[[ RECORDS SHOWN, beginning ]]

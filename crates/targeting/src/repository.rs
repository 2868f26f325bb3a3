//! Store-backed CRUD for targeting rules and user segments.

use chrono::Utc;
use flagline_core::types::{RuleEvaluation, TargetingRule, UserSegment};
use flagline_core::value::Context;
use flagline_core::{FlagError, FlagResult};
use flagline_store::codec::{decode_hash, encode_hash};
use flagline_store::KvStore;
use std::sync::Arc;
use tracing::info;

use crate::engine;

const RULE_INDEX: &str = "rules";
const SEGMENT_INDEX: &str = "segments";

fn rule_key(name: &str) -> String {
    format!("rule:{name}")
}

fn segment_key(name: &str) -> String {
    format!("segment:{name}")
}

/// Rules and segments keyed by name, plus an index set per kind.
#[derive(Clone)]
pub struct TargetingService {
    store: Arc<dyn KvStore>,
}

impl TargetingService {
    pub fn new(store: Arc<dyn KvStore>) -> Self {
        Self { store }
    }

    // ─── Rules ──────────────────────────────────────────────────────────────

    pub async fn create_rule(&self, rule: TargetingRule) -> FlagResult<TargetingRule> {
        validate_rule(&rule)?;
        self.store
            .set_hash(&rule_key(&rule.name), &encode_hash(&rule)?)
            .await?;
        self.store.add_to_set(RULE_INDEX, &rule.name).await?;
        info!(rule = %rule.name, conditions = rule.conditions.len(), "Targeting rule created");
        Ok(rule)
    }

    pub async fn get_rule(&self, name: &str) -> FlagResult<Option<TargetingRule>> {
        match self.store.get_hash(&rule_key(name)).await? {
            Some(fields) => Ok(Some(decode_hash(fields)?)),
            None => Ok(None),
        }
    }

    /// Replace the rule stored under `name`. `None` if there is no such rule.
    pub async fn update_rule(
        &self,
        name: &str,
        mut rule: TargetingRule,
    ) -> FlagResult<Option<TargetingRule>> {
        let Some(existing) = self.get_rule(name).await? else {
            return Ok(None);
        };
        validate_rule(&rule)?;
        rule.name = name.to_string();
        rule.created_at = existing.created_at;
        rule.updated_at = Utc::now();
        self.store
            .set_hash(&rule_key(name), &encode_hash(&rule)?)
            .await?;
        info!(rule = %name, "Targeting rule updated");
        Ok(Some(rule))
    }

    pub async fn delete_rule(&self, name: &str) -> FlagResult<bool> {
        let key = rule_key(name);
        if !self.store.exists(&key).await? {
            return Ok(false);
        }
        self.store.delete(&key).await?;
        self.store.remove_from_set(RULE_INDEX, name).await?;
        info!(rule = %name, "Targeting rule deleted");
        Ok(true)
    }

    /// All rules, sorted by name. Index entries whose hash is gone are skipped.
    pub async fn list_rules(&self) -> FlagResult<Vec<TargetingRule>> {
        let mut names: Vec<String> = self.store.members_of(RULE_INDEX).await?.into_iter().collect();
        names.sort();
        let mut rules = Vec::with_capacity(names.len());
        for name in names {
            if let Some(rule) = self.get_rule(&name).await? {
                rules.push(rule);
            }
        }
        Ok(rules)
    }

    /// Evaluate a list of rules.
    pub fn evaluate_rules(&self, rules: &[TargetingRule], context: &Context) -> Vec<RuleEvaluation> {
        engine::evaluate_rules(rules, context)
    }

    /// Resolve rules by name and evaluate them in the given order.
    /// Names with no stored rule are skipped.
    pub async fn evaluate_rule_names(
        &self,
        names: &[String],
        context: &Context,
    ) -> FlagResult<Vec<RuleEvaluation>> {
        let mut rules = Vec::with_capacity(names.len());
        for name in names {
            if let Some(rule) = self.get_rule(name).await? {
                rules.push(rule);
            }
        }
        Ok(engine::evaluate_rules(&rules, context))
    }

    // ─── Segments ───────────────────────────────────────────────────────────

    pub async fn create_segment(&self, segment: UserSegment) -> FlagResult<UserSegment> {
        self.store
            .set_hash(&segment_key(&segment.name), &encode_hash(&segment)?)
            .await?;
        self.store.add_to_set(SEGMENT_INDEX, &segment.name).await?;
        info!(segment = %segment.name, "User segment created");
        Ok(segment)
    }

    pub async fn get_segment(&self, name: &str) -> FlagResult<Option<UserSegment>> {
        match self.store.get_hash(&segment_key(name)).await? {
            Some(fields) => Ok(Some(decode_hash(fields)?)),
            None => Ok(None),
        }
    }

    pub async fn update_segment(
        &self,
        name: &str,
        mut segment: UserSegment,
    ) -> FlagResult<Option<UserSegment>> {
        let Some(existing) = self.get_segment(name).await? else {
            return Ok(None);
        };
        segment.name = name.to_string();
        segment.created_at = existing.created_at;
        segment.updated_at = Utc::now();
        self.store
            .set_hash(&segment_key(name), &encode_hash(&segment)?)
            .await?;
        Ok(Some(segment))
    }

    pub async fn delete_segment(&self, name: &str) -> FlagResult<bool> {
        let key = segment_key(name);
        if !self.store.exists(&key).await? {
            return Ok(false);
        }
        self.store.delete(&key).await?;
        self.store.remove_from_set(SEGMENT_INDEX, name).await?;
        info!(segment = %name, "User segment deleted");
        Ok(true)
    }

    pub async fn list_segments(&self) -> FlagResult<Vec<UserSegment>> {
        let mut names: Vec<String> = self
            .store
            .members_of(SEGMENT_INDEX)
            .await?
            .into_iter()
            .collect();
        names.sort();
        let mut segments = Vec::with_capacity(names.len());
        for name in names {
            if let Some(segment) = self.get_segment(&name).await? {
                segments.push(segment);
            }
        }
        Ok(segments)
    }
}

fn validate_rule(rule: &TargetingRule) -> FlagResult<()> {
    if rule.name.is_empty() {
        return Err(FlagError::Validation("rule name must not be empty".into()));
    }
    if let Some(percentage) = rule.percentage {
        if !(0.0..=100.0).contains(&percentage) {
            return Err(FlagError::Validation(format!(
                "rule '{}' percentage {percentage} is outside 0-100",
                rule.name
            )));
        }
    }
    Ok(())
}

#[cfg(test)]
mod tests {
    use super::*;
    use flagline_core::types::{Operator, TargetingCondition};
    use flagline_core::value::{context, AttributeValue};
    use flagline_store::MemoryStore;

    fn service() -> TargetingService {
        TargetingService::new(Arc::new(MemoryStore::new()))
    }

    fn beta_users() -> TargetingRule {
        TargetingRule::new("beta-users").with_condition(TargetingCondition::new(
            "plan",
            Operator::Equals,
            "beta",
        ))
    }

    #[tokio::test]
    async fn test_rule_crud() {
        let svc = service();
        svc.create_rule(beta_users()).await.unwrap();
        svc.create_rule(TargetingRule::new("adults").with_percentage(25.0))
            .await
            .unwrap();

        let stored = svc.get_rule("beta-users").await.unwrap().unwrap();
        assert_eq!(stored.conditions.len(), 1);
        assert_eq!(stored.conditions[0].value, AttributeValue::from("beta"));

        let names: Vec<_> = svc
            .list_rules()
            .await
            .unwrap()
            .into_iter()
            .map(|r| r.name)
            .collect();
        assert_eq!(names, vec!["adults", "beta-users"]);

        let updated = svc
            .update_rule("beta-users", TargetingRule::new("ignored").with_percentage(10.0))
            .await
            .unwrap()
            .unwrap();
        assert_eq!(updated.name, "beta-users");
        assert_eq!(updated.created_at, stored.created_at);
        let reread = svc.get_rule("beta-users").await.unwrap().unwrap();
        assert!(reread.conditions.is_empty());
        assert_eq!(reread.percentage, Some(10.0));

        assert!(svc.delete_rule("beta-users").await.unwrap());
        assert!(!svc.delete_rule("beta-users").await.unwrap());
        assert!(svc.get_rule("beta-users").await.unwrap().is_none());
        assert_eq!(svc.list_rules().await.unwrap().len(), 1);
    }

    #[tokio::test]
    async fn test_update_missing_rule_is_none() {
        let svc = service();
        assert!(svc.update_rule("ghost", beta_users()).await.unwrap().is_none());
    }

    #[tokio::test]
    async fn test_percentage_out_of_range_is_rejected() {
        let svc = service();
        let err = svc
            .create_rule(TargetingRule::new("bad").with_percentage(120.0))
            .await
            .unwrap_err();
        assert!(matches!(err, FlagError::Validation(_)));
    }

    #[tokio::test]
    async fn test_evaluate_rule_names_skips_unknown() {
        let svc = service();
        svc.create_rule(beta_users()).await.unwrap();

        let evals = svc
            .evaluate_rule_names(
                &["missing".to_string(), "beta-users".to_string()],
                &context([("plan", "beta")]),
            )
            .await
            .unwrap();
        assert_eq!(evals.len(), 1);
        assert_eq!(evals[0].rule_name, "beta-users");
        assert!(evals[0].result);
    }

    #[tokio::test]
    async fn test_segment_crud() {
        let svc = service();
        let mut segment = UserSegment::new("nordics");
        segment
            .attributes
            .insert("region".into(), AttributeValue::from("nordics"));
        segment
            .attributes
            .insert("tier".into(), AttributeValue::from(2i64));
        svc.create_segment(segment).await.unwrap();

        let mut replacement = UserSegment::new("nordics");
        replacement
            .attributes
            .insert("region".into(), AttributeValue::from("scandinavia"));
        svc.update_segment("nordics", replacement).await.unwrap().unwrap();

        let stored = svc.get_segment("nordics").await.unwrap().unwrap();
        assert_eq!(stored.attributes.len(), 1);
        assert_eq!(stored.attributes["region"], AttributeValue::from("scandinavia"));

        assert_eq!(svc.list_segments().await.unwrap().len(), 1);
        assert!(svc.delete_segment("nordics").await.unwrap());
        assert!(svc.list_segments().await.unwrap().is_empty());
        assert!(svc.update_segment("nordics", UserSegment::new("x")).await.unwrap().is_none());
    }
}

[[ RECORDS SHOWN, end ]]

▶ _EXERCISE DETAILS_
Reproduce, line for line, the material, starting at its first line, and end once the line holding "pub async fn get_rule(&self, name: &str)" has been output.

▶ _ANSWER BOX_
filename crates/targeting/src/repository.rs
repository 2868f26f325bb3a3
//! Store-backed CRUD for targeting rules and user segments.

use chrono::Utc;
use flagline_core::types::{RuleEvaluation, TargetingRule, UserSegment};
use flagline_core::value::Context;
use flagline_core::{FlagError, FlagResult};
use flagline_store::codec::{decode_hash, encode_hash};
use flagline_store::KvStore;
use std::sync::Arc;
use tracing::info;

use crate::engine;

const RULE_INDEX: &str = "rules";
const SEGMENT_INDEX: &str = "segments";

fn rule_key(name: &str) -> String {
    format!("rule:{name}")
}

fn segment_key(name: &str) -> String {
    format!("segment:{name}")
}

/// Rules and segments keyed by name, plus an index set per kind.
#[derive(Clone)]
pub struct TargetingService {
    store: Arc<dyn KvStore>,
}

impl TargetingService {
    pub fn new(store: Arc<dyn KvStore>) -> Self {
        Self { store }
    }

    // ─── Rules ──────────────────────────────────────────────────────────────

    pub async fn create_rule(&self, rule: TargetingRule) -> FlagResult<TargetingRule> {
        validate_rule(&rule)?;
        self.store
            .set_hash(&rule_key(&rule.name), &encode_hash(&rule)?)
            .await?;
        self.store.add_to_set(RULE_INDEX, &rule.name).await?;
        info!(rule = %rule.name, conditions = rule.conditions.len(), "Targeting rule created");
        Ok(rule)
    }

    pub async fn get_rule(&self, name: &str) -> FlagResult<Option<TargetingRule>> {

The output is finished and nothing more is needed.